How to deal with batches with a gated branch network (self-driving network)

I am currently implementing this paper (https://arxiv.org/abs/1710.02410) in PyTorch and I have ran into an issue training the model.

The input data consists of an image, a measurement scalar, and a control scalar. The image gets passed to a convolutional module and the measurement scalar gets passed through a linear module. the outputs of these are concatenated. The final section of the model consists of several branches. The control scalar determines which branch the concatenated tensor is passed to.

I tested it with a batch size of 1 and it works. However my issue comes when I turn the batch size up. Since each sample in the batch goes to a (possibly different) branch and each sample in a batch is ran through the model in parallel, this causes an issue.

To avoid a bottleneck in the network during training i’ve been attempting to implement multiprocessing but it hasn’t worked out. Here is where im at:

	def gated_branch_function(self, j, control):
		control = int(control.item())
		""" Branches """
		if control == 2 or control == 0:
			output = self.follow_lane_branch(j)
		elif control == 3:
			output = self.left_branch(j)
		elif control == 4:
			output = self.right_branch(j)
		elif control == 5:
			output = self.straight_branch(j)
		else:
			output = self.general_branch(j)		
		return output


	def forward(self, input_data):
		''' Define variables '''
		input_image = input_data[0].permute(0,3,2,1).float()
		input_speed = input_data[1].unsqueeze(dim=1)
		control = input_data[2]

		''' Pass input data into network '''
		imageOutput = self.imageModule(input_image)
		speedOutput = self.measurementModule(input_speed)

		''' Joint sensory '''
		j = torch.cat([imageOutput, speedOutput], 1)
		j = self.jointSensoryModule(j)

		''' Branches '''
		pool = mp.ProcessPool(nodes=os.cpu_count())
		output = pool.map(self.gated_branch_function, j, control)
		return torch.stack(output)

Torch.multiprocessing didn’t work out. Currently I am trying to use pathos for multiprocessing. I am getting an error however:

TypeError: can't pickle SwigPyObject objects

So I am pretty stuck lol. Is there a elegant way of doing this that I am missing? any ideas?

Thanks!!

Update, I’ve got the following code working:

	def gated_branch_function(self, j_batch, control_batch):
		batch_outputs = []
		for j, control in zip(j_batch, control_batch):
			control = int(control.item())
			""" Branches """
			if control == 2 or control == 0:
				output = self.follow_lane_branch(j)
			elif control == 3:
				output = self.left_branch(j)
			elif control == 4:
				output = self.right_branch(j)
			elif control == 5:
				output = self.straight_branch(j)
			else:
				output = self.general_branch(j)
			batch_outputs.append(output)
		return torch.stack(batch_outputs)


	def forward(self, input_data):
		''' Define variables '''
		input_image = input_data[0].permute(0,3,2,1).float()
		input_speed = input_data[1].unsqueeze(dim=1)
		control = input_data[2]

		''' Pass input data into network '''
		imageOutput = self.imageModule(input_image)
		speedOutput = self.measurementModule(input_speed)

		''' Joint sensory '''
		j = torch.cat([imageOutput, speedOutput], 1)
		j = self.jointSensoryModule(j)

		''' Branches '''
		output = self.gated_branch_function(j, control)
		return output

However this results in a bottleneck, so training is slow. Is there anyway I could write gated_branch_function so that each sample in the batch gets sent to their respective branch in parallel?

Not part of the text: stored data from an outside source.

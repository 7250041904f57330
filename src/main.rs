//! Demonstration driver: runs a fixed sequence of range constructions and
//! searches over hardcoded data and prints the results.

use anyhow::Result;
use range_search::{search, AlphaRange, DenseRange, GappedRange};

fn main() -> Result<()> {
    // Dense range, eagerly materialized. Ten million entries, so this is
    // the O(n)-memory path on purpose.
    let dense = DenseRange::try_new(1i32, 9_999_990)?;
    let haystack = dense.to_vec();
    println!("dense range {dense}: {} values", haystack.len());
    println!("******** Searching dense range ********");
    for needle in [1, 9] {
        let found = search::binary_recursive(&needle, &haystack);
        println!("{needle} -> {found:?}");
    }

    // Gapped "blotchy" range: the needles may or may not be present.
    let blotchy: Vec<i64> = GappedRange::new(10).collect();
    println!();
    println!("gapped range: {blotchy:?}");
    println!("******** Searching gapped range ********");
    for needle in [25, 16, 44] {
        let found = search::binary(&needle, &blotchy);
        println!("{needle} -> {found:?}");
    }

    // Alphabetic range, inclusive of both endpoints.
    let alpha = AlphaRange::try_new('b', 'x')?;
    let letters = alpha.to_vec();
    println!();
    println!("alphabetic range {alpha}: {letters:?}");
    println!("******** Searching alphabetic range ********");
    for needle in ['e', 'z'] {
        let found = search::binary_recursive(&needle, &letters);
        println!("{needle} -> {found:?}");
    }

    Ok(())
}
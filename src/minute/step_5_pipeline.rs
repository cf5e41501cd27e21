// External imports
use polars::prelude::DataFrame;
use serde::{Deserialize, Serialize};
use std::path::PathBuf;
use std::time::Instant;

// Internal imports
use super::step_1_data_preparation::prepare_training_data;
use super::step_2_model_selection::{select_model, ForecastStrategy};
use super::step_3_evaluation::{ForecastEvaluation, PredictionRow};
use super::step_4_model_serialization::{save_artifact, ArtifactMetadata, ModelArtifact};
use crate::config::ForecastConfig;
use crate::constants::{DEFAULT_CURRENCY, DEFAULT_LAG_COUNT, DEFAULT_SYMBOL, TRAIN_RATIO};
use crate::error::Result;
use crate::util::file_utils::{data_file_path, write_csv_file};
use crate::util::metrics::ForecastMetrics;
use crate::util::model_logger::ForecastExperiment;
use crate::util::model_utils::get_model_file;
use crate::util::pre_processor::load_and_preprocess;

/// Parameters of one batch forecast
#[derive(Debug, Clone, PartialEq, Serialize, Deserialize)]
pub struct ForecastRequest {
    pub strategy: ForecastStrategy,
    pub symbol: String,
    pub currency: String,
    pub lag_count: usize,
    pub train_ratio: f64,
}

impl ForecastRequest {
    pub fn new(strategy: ForecastStrategy, symbol: &str, currency: &str) -> Self {
        Self {
            strategy,
            symbol: symbol.to_uppercase(),
            currency: currency.to_uppercase(),
            lag_count: DEFAULT_LAG_COUNT,
            train_ratio: TRAIN_RATIO,
        }
    }

    /// Defaults overridden by the runtime configuration
    pub fn from_config(strategy: ForecastStrategy, symbol: &str, currency: &str, config: &ForecastConfig) -> Self {
        Self {
            lag_count: config.lag_count,
            train_ratio: config.train_ratio,
            ..Self::new(strategy, symbol, currency)
        }
    }
}

impl Default for ForecastRequest {
    fn default() -> Self {
        Self::new(ForecastStrategy::Arimax, DEFAULT_SYMBOL, DEFAULT_CURRENCY)
    }
}

/// Outcome of a batch forecast, returned to HTTP and CLI callers
#[derive(Debug, Clone, PartialEq, Serialize, Deserialize)]
pub struct ForecastReport {
    pub strategy: ForecastStrategy,
    pub symbol: String,
    pub currency: String,
    pub params: String,
    pub selection_score: f64,
    pub candidates: usize,
    pub failed_candidates: usize,
    pub train_rows: usize,
    pub test_rows: usize,
    /// Training and test partitions are the same single row
    pub degenerate_split: bool,
    pub feature_names: Vec<String>,
    pub metrics: ForecastMetrics,
    pub predictions: Vec<PredictionRow>,
    #[serde(default, skip_serializing_if = "Option::is_none")]
    pub predictions_file: Option<PathBuf>,
    #[serde(default, skip_serializing_if = "Option::is_none")]
    pub model_file: Option<PathBuf>,
}

/// Report plus the artifact ready for persistence
#[derive(Debug, Clone)]
pub struct ForecastOutput {
    pub report: ForecastReport,
    pub evaluation: ForecastEvaluation,
    pub artifact: ModelArtifact,
}

/// Features, split, grid search and evaluation over a preprocessed frame
pub fn run_forecast(df: &DataFrame, request: &ForecastRequest) -> Result<ForecastOutput> {
    let feature_set = request.strategy.feature_set(request.lag_count);
    let split = prepare_training_data(df, &feature_set, request.train_ratio)?;

    let selection = select_model(request.strategy, &split.train)?;
    let predictions = selection.model.predict(&split.test)?;
    let evaluation = ForecastEvaluation::new(&split.test, &predictions)?;

    let artifact = ModelArtifact::new(
        selection.model,
        split.train.feature_names.clone(),
        feature_set.lag_count(),
    );

    let report = ForecastReport {
        strategy: request.strategy,
        symbol: request.symbol.clone(),
        currency: request.currency.clone(),
        params: selection.params,
        selection_score: selection.score,
        candidates: selection.attempted,
        failed_candidates: selection.failures,
        train_rows: split.train.len(),
        test_rows: split.test.len(),
        degenerate_split: split.degenerate,
        feature_names: artifact.feature_names.clone(),
        metrics: evaluation.metrics,
        predictions: evaluation.rows.clone(),
        predictions_file: None,
        model_file: None,
    };

    Ok(ForecastOutput {
        report,
        evaluation,
        artifact,
    })
}

/// Batch forecast over the stored CSV for the request's pair.
///
/// Writes `{strategy}_predictions.csv` to the data directory, saves the
/// artifact under the model directory and records an experiment log entry.
pub fn run_forecast_from_csv(config: &ForecastConfig, request: &ForecastRequest) -> Result<ForecastReport> {
    let csv_path = data_file_path(&config.data_dir, &request.symbol, &request.currency);
    log::info!(
        "Using {} for predictions with model: {}",
        csv_path.display(),
        request.strategy
    );
    let df = load_and_preprocess(&csv_path)?;

    let start_time = Instant::now();
    let output = run_forecast(&df, request)?;
    let elapsed = start_time.elapsed().as_secs_f64();
    let mut report = output.report;

    let mut results = output.evaluation.to_dataframe()?;
    let predictions_path = config
        .data_dir
        .join(format!("{}_predictions.csv", request.strategy.name()));
    report.predictions_file = Some(write_csv_file(&mut results, &predictions_path)?);

    let metadata = ArtifactMetadata::new(&output.artifact, &request.symbol, &request.currency, &report.params);
    let model_base = get_model_file(&config.model_dir, &request.symbol, request.strategy);
    report.model_file = Some(save_artifact(&output.artifact, &metadata, &model_base)?);

    let mut experiment = ForecastExperiment::new(&request.symbol, &request.currency, request.strategy.name());
    experiment.set_selection(&report.params, report.candidates, report.failed_candidates);
    experiment.set_rows(report.train_rows, report.test_rows);
    experiment.set_metrics(report.metrics);
    experiment.set_training_time(elapsed);
    if report.degenerate_split {
        experiment.add_note("single-row series trained and tested on the same data");
    }
    match experiment.save(&config.experiment_dir) {
        Ok(path) => log::info!("Experiment logged to {}", path.display()),
        Err(e) => log::warn!("Failed to log experiment: {}", e),
    }

    log::info!(
        "{} forecast for {}/{} finished in {:.2}s: {} RMSE={:.6}",
        request.strategy,
        request.symbol,
        request.currency,
        elapsed,
        report.params,
        report.metrics.rmse
    );
    Ok(report)
}

#[cfg(test)]
mod tests {
    use super::*;
    use crate::error::ForecastError;
    use crate::util::pre_processor::{records_to_dataframe, TimeSeriesRecord};

    fn records(n: usize) -> Vec<TimeSeriesRecord> {
        (0..n)
            .map(|i| {
                let close = 100.0 + (i as f64 * 0.25).sin() * 3.0 + i as f64 * 0.05;
                TimeSeriesRecord {
                    time: 1_700_000_000 + 600 * i as i64,
                    open: close - 0.1,
                    high: close + 0.5 + (i % 3) as f64 * 0.1,
                    low: close - 0.5 - (i % 5) as f64 * 0.1,
                    close,
                    volumefrom: 1000.0 + ((i * 37) % 101) as f64,
                    volumeto: 100_000.0 + ((i * 53) % 997) as f64 * 10.0,
                }
            })
            .collect()
    }

    #[test]
    fn test_run_forecast_lag_strategies() {
        let df = records_to_dataframe(&records(60)).unwrap();
        for strategy in [ForecastStrategy::XGBoost, ForecastStrategy::Linear] {
            let request = ForecastRequest::new(strategy, "eth", "usd");
            let output = run_forecast(&df, &request).unwrap();
            let report = &output.report;

            // 60 rows, 3 lags dropped, 80/20 split
            assert_eq!(report.train_rows, 45);
            assert_eq!(report.test_rows, 12);
            assert_eq!(report.predictions.len(), 12);
            assert_eq!(report.symbol, "ETH");
            assert_eq!(output.artifact.lag_count, 3);
            assert_eq!(output.artifact.feature_names[0], "close_lag_1");
            assert!(report.metrics.rmse.is_finite());
        }
    }

    #[test]
    fn test_run_forecast_arimax_uses_exogenous_columns() {
        let df = records_to_dataframe(&records(80)).unwrap();
        let output = run_forecast(&df, &ForecastRequest::default()).unwrap();
        assert_eq!(output.artifact.lag_count, 0);
        assert_eq!(output.artifact.feature_names, vec!["volumefrom", "volumeto", "high", "low"]);
        assert_eq!(output.report.train_rows + output.report.test_rows, 80);
        assert_eq!(output.report.candidates, 18);
    }

    #[test]
    fn test_too_few_rows_for_lags_is_fatal() {
        let df = records_to_dataframe(&records(3)).unwrap();
        let request = ForecastRequest::new(ForecastStrategy::XGBoost, "ETH", "USD");
        assert!(matches!(
            run_forecast(&df, &request),
            Err(ForecastError::InsufficientData(_))
        ));
    }
}
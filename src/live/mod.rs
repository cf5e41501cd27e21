/// # Live Module
///
/// Turns a stream of single price observations into lag-feature vectors and
/// predictions against a previously trained artifact.
///
/// ## Module Structure:
///
/// 1. **rolling_state**: Fixed-capacity buffer and the Filling/Ready state machine
/// 2. **live_loop**: Per-stream predictor and the pull-based prediction stream
///
pub mod live_loop;
pub mod rolling_state;
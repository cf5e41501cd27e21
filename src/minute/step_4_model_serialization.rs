// External imports
use serde::{Deserialize, Serialize};
use std::collections::BTreeSet;
use std::path::{Path, PathBuf};
use std::time::SystemTime;

// Internal imports
use super::step_2_model_selection::{ForecastStrategy, TrainedModel};
use crate::built_info;
use crate::error::{ForecastError, Result};

/// A fitted model together with the feature contract it was trained on
#[derive(Debug, Clone, PartialEq, Serialize, Deserialize)]
pub struct ModelArtifact {
    pub trained_model: TrainedModel,
    /// Training column order
    pub feature_names: Vec<String>,
    /// Zero for exogenous-feature models
    pub lag_count: usize,
}

impl ModelArtifact {
    pub fn new(trained_model: TrainedModel, feature_names: Vec<String>, lag_count: usize) -> Self {
        Self {
            trained_model,
            feature_names,
            lag_count,
        }
    }

    pub fn strategy(&self) -> ForecastStrategy {
        self.trained_model.strategy()
    }

    /// Fails with `FeatureMismatch` unless `names` is the same set as `feature_names`
    pub fn check_features(&self, names: &[String]) -> Result<()> {
        let expected: BTreeSet<&String> = self.feature_names.iter().collect();
        let actual: BTreeSet<&String> = names.iter().collect();
        if expected != actual || names.len() != self.feature_names.len() {
            return Err(ForecastError::FeatureMismatch {
                expected: self.feature_names.clone(),
                actual: names.to_vec(),
            });
        }
        Ok(())
    }

    /// Predict from values labelled by `names`, reordered into training order
    pub fn predict_named(&self, names: &[String], values: &[f64]) -> Result<f64> {
        self.check_features(names)?;
        if values.len() != names.len() {
            return Err(ForecastError::InvalidArgument(format!(
                "{} values for {} feature names",
                values.len(),
                names.len()
            )));
        }
        let ordered: Vec<f64> = self
            .feature_names
            .iter()
            .map(|name| {
                names
                    .iter()
                    .position(|n| n == name)
                    .map(|idx| values[idx])
                    .ok_or_else(|| ForecastError::FeatureMismatch {
                        expected: self.feature_names.clone(),
                        actual: names.to_vec(),
                    })
            })
            .collect::<Result<_>>()?;
        self.trained_model
            .predict_one(ndarray::ArrayView1::from(&ordered[..]))
    }
}

/// Sidecar written next to every artifact as `{name}.meta.json`
#[derive(Debug, Clone, PartialEq, Serialize, Deserialize)]
pub struct ArtifactMetadata {
    pub version: String,
    pub timestamp: u64,
    pub strategy: ForecastStrategy,
    pub symbol: String,
    pub currency: String,
    pub params: String,
    pub feature_names: Vec<String>,
    pub lag_count: usize,
}

impl ArtifactMetadata {
    pub fn new(artifact: &ModelArtifact, symbol: &str, currency: &str, params: &str) -> Self {
        Self {
            version: built_info::PKG_VERSION.to_string(),
            timestamp: SystemTime::now()
                .duration_since(SystemTime::UNIX_EPOCH)
                .unwrap_or_default()
                .as_secs(),
            strategy: artifact.strategy(),
            symbol: symbol.to_string(),
            currency: currency.to_string(),
            params: params.to_string(),
            feature_names: artifact.feature_names.clone(),
            lag_count: artifact.lag_count,
        }
    }
}

/// Write `{path}.bin` and `{path}.meta.json`, returning the `.bin` path
pub fn save_artifact(
    artifact: &ModelArtifact,
    metadata: &ArtifactMetadata,
    path: impl AsRef<Path>,
) -> Result<PathBuf> {
    let path = path.as_ref();
    if let Some(parent) = path.parent() {
        std::fs::create_dir_all(parent)?;
    }

    let model_path = path.with_extension("bin");
    let bytes = bincode::serde::encode_to_vec(artifact, bincode::config::standard())?;
    std::fs::write(&model_path, bytes)?;

    let metadata_path = path.with_extension("meta.json");
    std::fs::write(&metadata_path, serde_json::to_string_pretty(metadata)?)?;

    log::info!("Model artifact saved to {}", model_path.display());
    Ok(model_path)
}

/// Read back an artifact written by [`save_artifact`]
pub fn load_artifact(path: impl AsRef<Path>) -> Result<(ModelArtifact, ArtifactMetadata)> {
    let path = path.as_ref();
    let model_path = path.with_extension("bin");
    if !model_path.exists() {
        return Err(ForecastError::NotFound(format!(
            "Model file {} not found. Run a forecast first.",
            model_path.display()
        )));
    }

    let bytes = std::fs::read(&model_path)?;
    let (artifact, _): (ModelArtifact, usize) =
        bincode::serde::decode_from_slice(&bytes, bincode::config::standard())?;

    let metadata_json = std::fs::read_to_string(path.with_extension("meta.json"))?;
    let metadata: ArtifactMetadata = serde_json::from_str(&metadata_json)?;
    Ok((artifact, metadata))
}
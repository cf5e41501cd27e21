// External imports
use polars::prelude::DataFrame;

// Internal imports
use crate::error::{ForecastError, Result};
use crate::util::feature_engineering::{build_features, FeatureFrame, FeatureSet};

/// Chronological train/test partition of an aligned feature frame
#[derive(Debug, Clone)]
pub struct TrainTestSplit {
    pub train: FeatureFrame,
    pub test: FeatureFrame,
    /// Set when the frame was too small to split and both halves are the full frame
    pub degenerate: bool,
}

/// Split index `max(1, floor(n · ratio))`
pub fn split_index(n: usize, train_ratio: f64) -> usize {
    ((n as f64 * train_ratio).floor() as usize).max(1)
}

/// Splits the frame into a training prefix and a test suffix
///
/// # Arguments
///
/// * `frame` - Aligned features and target, time ascending
/// * `train_ratio` - Share of rows used for training (0.0 to 1.0)
///
/// # Returns
///
/// Returns the partition. With fewer than two rows both partitions are the
/// whole frame (`degenerate`), so a single sample still trains and scores.
pub fn split_data(frame: &FeatureFrame, train_ratio: f64) -> Result<TrainTestSplit> {
    if !(0.0..=1.0).contains(&train_ratio) {
        return Err(ForecastError::InvalidArgument(format!(
            "train ratio {} must be between 0.0 and 1.0",
            train_ratio
        )));
    }
    let n = frame.len();
    if n == 0 {
        return Err(ForecastError::DataUnavailable(
            "no rows to partition".to_string(),
        ));
    }

    if n < 2 {
        log::warn!(
            "Only {} row available; training and testing on the same data",
            n
        );
        return Ok(TrainTestSplit {
            train: frame.clone(),
            test: frame.clone(),
            degenerate: true,
        });
    }

    let split_idx = split_index(n, train_ratio).min(n);
    Ok(TrainTestSplit {
        train: frame.slice_rows(0..split_idx),
        test: frame.slice_rows(split_idx..n),
        degenerate: false,
    })
}

/// Build features for `feature_set` from a preprocessed frame and partition them
pub fn prepare_training_data(
    df: &DataFrame,
    feature_set: &FeatureSet,
    train_ratio: f64,
) -> Result<TrainTestSplit> {
    if df.height() == 0 {
        return Err(ForecastError::DataUnavailable(
            "price history is empty".to_string(),
        ));
    }
    let frame = build_features(df, feature_set)?;
    let split = split_data(&frame, train_ratio)?;
    log::info!(
        "Training dataset size: {} rows, testing dataset size: {} rows",
        split.train.len(),
        split.test.len()
    );
    Ok(split)
}
/// # XGBoost Module
///
/// Gradient-boosted regression trees over lagged close prices.
///
/// ## Module Structure:
///
/// 1. **step_1_regression_tree**: Exact greedy second-order regression tree
/// 2. **step_2_gradient_boosting**: Boosted ensemble with row subsampling
/// 3. **step_3_xgboost_selection**: Hyperparameter grid and cross-validated scoring
///
pub mod step_1_regression_tree;
pub mod step_2_gradient_boosting;
pub mod step_3_xgboost_selection;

You could try to add CUDA streams as described here, but would have to take care of the synchronizations to avoid race conditions.

I would recommend to try it out with a “similar” but simple model and check, if you would get any performance gains at all.

I tested it out on a simple model and got a slight increase in performance. I rewrote the function in my model and its working:

	def gated_branch_function(self, j_batch, control_batch):
		batch_output = []
		for j, control in zip(j_batch, control_batch):
			control = int(control.item())
			s = torch.cuda.Stream()
			""" Branches """
			if control == 2 or control == 0:
				with torch.cuda.stream(s):
					output = self.follow_lane_branch(j)
					batch_output.append(output)
			elif control == 3:
				with torch.cuda.stream(s):
					output = self.left_branch(j)
					batch_output.append(output)
			elif control == 4:
				with torch.cuda.stream(s):
					output = self.right_branch(j)
					batch_output.append(output)
			elif control == 5:
				with torch.cuda.stream(s):
					output = self.straight_branch(j)
					batch_output.append(output)
			else:
				with torch.cuda.stream(s):
					output = self.general_branch(j)
					batch_output.append(output)
		torch.cuda.synchronize()
		return torch.stack(batch_output)

I’m guessing this is the best I can do. Still slow but at least a bit faster than before.